# Need Help On Choosing First 9mm Handgun Under $400



## Endie (Nov 28, 2020)

Hello, I need some help on choosing my first handgun. I've decided on getting a 9mm, preferably under $300, but up to $400 at the absolute most. This is not my first gun, just my first handgun, I already own and have shot my Remington 870 and Rossi RS22 22 LR many times. I intend to use my handgun for plinking and home defense, if it comes to that. I have only shot one handgun before, which would be my Grandpa's Ruger Mk I Standard, I loved it, I thought the build quality, trigger, and weighting was amazing, it was an absolute blast to shoot. 

I already have a few handguns in mind, namely the
1: Beretta M1951
2: Star BM9 (Very Good Condition On JGSales)
3: Taurus G2S
They are all under $300, but I've heard people say they all can be hit or miss.
If you have something better in mind for under $400 please tell me. (No Hi-Point, spare my dignity)

Sorry if this post has mistakes, as I am a complete handgun newbie.
Thank you.


----------



## Dubar (Sep 8, 2019)

Shipping and FFL fees would probably put you just a bit over $400, but this is one fine pistol:

https://grabagun.com/firearms/handg...anik-tp9sf-9mm-4-46-barrel-18-rounds-fde.html

Mine has an excellent trigger, probably the best trigger in any pistol I have.

My son-in-law has the Tisas Kanuni, I'd get one but can't find them online. But they do make the Zigana:

https://www.classicfirearms.com/zig...-4-5-barrel-includes-holster-and-loader-gen2/

Under $300, didn't see much difference between the Kanuni and my Canik, both shot great and well made.

I also have a FMK 9C1G2, for me it has been a fine pistol, but I've read reports where some don't like it. Still, in the price range you seek:

https://grabagun.com/firearms/handg...ms-9c1-gen-2-gray-9mm-4-barrel-14-rounds.html


----------



## shootbrownelk (May 18, 2014)

S&W shield.


----------



## Qurious Patriot (May 24, 2020)

I think you should consider the S&W Shield as well (1st gen little less still good) and both Taurus G2c G3c also look at the Canik Tp series for sure & Ruger Security 9 is solid and well priced option.

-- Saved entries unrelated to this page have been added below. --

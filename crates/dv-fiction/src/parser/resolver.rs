//! Item name resolution with fuzzy suggestions.

use strsim::jaro_winkler;

/// Minimum similarity for a name to be suggested (0.0-1.0).
const SUGGEST_THRESHOLD: f64 = 0.8;

/// Resolve typed input to one of `candidates`, ignoring case.
pub fn resolve_name<'a, I>(input: &str, candidates: I) -> Option<&'a str>
where
    I: IntoIterator<Item = &'a str>,
{
    let input = input.trim();
    candidates
        .into_iter()
        .find(|candidate| candidate.eq_ignore_ascii_case(input))
}

/// Resolve every name in `inputs`. Names that do not resolve are kept as
/// typed so the caller can report them.
pub fn resolve_names(inputs: &[String], candidates: &[&str]) -> Vec<String> {
    inputs
        .iter()
        .map(|input| {
            resolve_name(input, candidates.iter().copied())
                .map_or_else(|| input.trim().to_string(), str::to_string)
        })
        .collect()
}

/// Candidates that look like `input`, best first.
pub fn suggest_names<'a, I>(input: &str, candidates: I, limit: usize) -> Vec<String>
where
    I: IntoIterator<Item = &'a str>,
{
    let input_lower = input.trim().to_lowercase();
    let mut scored: Vec<(&str, f64)> = candidates
        .into_iter()
        .filter_map(|name| {
            let name_lower = name.to_lowercase();
            let score = if name_lower.starts_with(&input_lower) {
                2.0
            } else if name_lower.contains(&input_lower) {
                1.0
            } else {
                jaro_winkler(&input_lower, &name_lower)
            };
            (score >= SUGGEST_THRESHOLD).then_some((name, score))
        })
        .collect();

    scored.sort_by(|a, b| b.1.partial_cmp(&a.1).unwrap_or(std::cmp::Ordering::Equal));
    scored
        .into_iter()
        .take(limit)
        .map(|(name, _)| name.to_string())
        .collect()
}

#[cfg(test)]
mod tests {
    use super::*;

    const SHOP: [&str; 4] = ["Fine Sword", "Machine Gun", "Rocket Launcher", "Elixir"];

    #[test]
    fn case_insensitive_match() {
        assert_eq!(resolve_name("machine gun", SHOP), Some("Machine Gun"));
        assert_eq!(resolve_name("  ELIXIR ", SHOP), Some("Elixir"));
        assert_eq!(resolve_name("Machine", SHOP), None);
    }

    #[test]
    fn unresolved_names_are_kept() {
        let inputs = vec!["elixir".to_string(), "Laser".to_string()];
        assert_eq!(resolve_names(&inputs, &SHOP), vec!["Elixir", "Laser"]);
    }

    #[test]
    fn suggests_close_names() {
        assert_eq!(suggest_names("Machin Gun", SHOP, 3), vec!["Machine Gun"]);
        assert_eq!(suggest_names("rocket", SHOP, 3), vec!["Rocket Launcher"]);
        assert!(suggest_names("zzzz", SHOP, 3).is_empty());
    }
}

Just saw a used Shield Performance center (fancy trigger & night sights) for $320.00 here in KC on Friday. If I was in market for another SA pistol, I would have snatched it


----------



## nijuken (Nov 27, 2020)

I mostly buy used guns face to face. you can find one of these under $400 if you look around.

Sig P2022 most reliable military grade.

XD9 great shooter
M&P shield
Bersa TPRC best trigger 

be patient and will find a good one.
I sold a Bersa TPRC with an excellent trigger for $360 last month and i just saw one on TGT website for $350
good luck.


----------



## Goldwing (Nov 5, 2014)

Qurious Patriot said:


> both Taurus G2c G3c


Don't do that to a new member.

GW


----------



## desertman (Aug 29, 2013)

Whatever you do don't buy a Taurus.


----------



## pic (Nov 14, 2009)

Prices are high right now. 
The decent online prices are usually out of stock.
Used guns are overpriced also. 
If cash is a major issue you could gamble and wait. Prices are supposed to drop . Supposed too , lol
Don't buy a cheap gun , buy a well built reliable gun. IMO You'll spend 400$ on the gun , 200$ on Ammo.


----------



## LostinTexas (Oct 1, 2018)

I have a Ruger Security9. It has a manual safety, but is a single action pistol. Don't disable that safety or any safety the manufacturer puts on a pistol. They are there for your protection, and those around you. Despite internet "wisdom", they don't slow you down, make you less needy to practice good safety habits, or just about anything else.
It may not be your cup of tea, but it seems to be solid, inexpensive, and I broke mine. Don't freak out, I buy a pistol and run it like a rented mule from a man I hate. I _expect-demand-require _the pistol to perform without fail through that. Every one has but this one. Ruger fixed it, addressed some off topic concerns, observations, and gripes, then sent it back. At which time it performed as expected and has gone into my trusted gun list. I have two lists. One is use, the other is, well I don't have another list. It works or it's gone.


----------



## berettatoter (Sep 1, 2011)

Endie said:


> Hello, I need some help on choosing my first handgun. I've decided on getting a 9mm, preferably under $300, but up to $400 at the absolute most. This is not my first gun, just my first handgun, I already own and have shot my Remington 870 and Rossi RS22 22 LR many times. I intend to use my handgun for plinking and home defense, if it comes to that. I have only shot one handgun before, which would be my Grandpa's Ruger Mk I Standard, I loved it, I thought the build quality, trigger, and weighting was amazing, it was an absolute blast to shoot.
> 
> I already have a few handguns in mind, namely the
> 1: Beretta M1951
> ...


Have you ever considered the S&W Shield? I still see the Gen 1.0 versions, NIB, for around 349$ in my area. You can get them with or without a manual safety. The Gen 2.0's are pushing the limit on your budget, but if your only considering buying one pistol like this, going the extra money is like skipping your next visit to Subway, for lunch. The 2.0's run around 419$ in my area of Indiana.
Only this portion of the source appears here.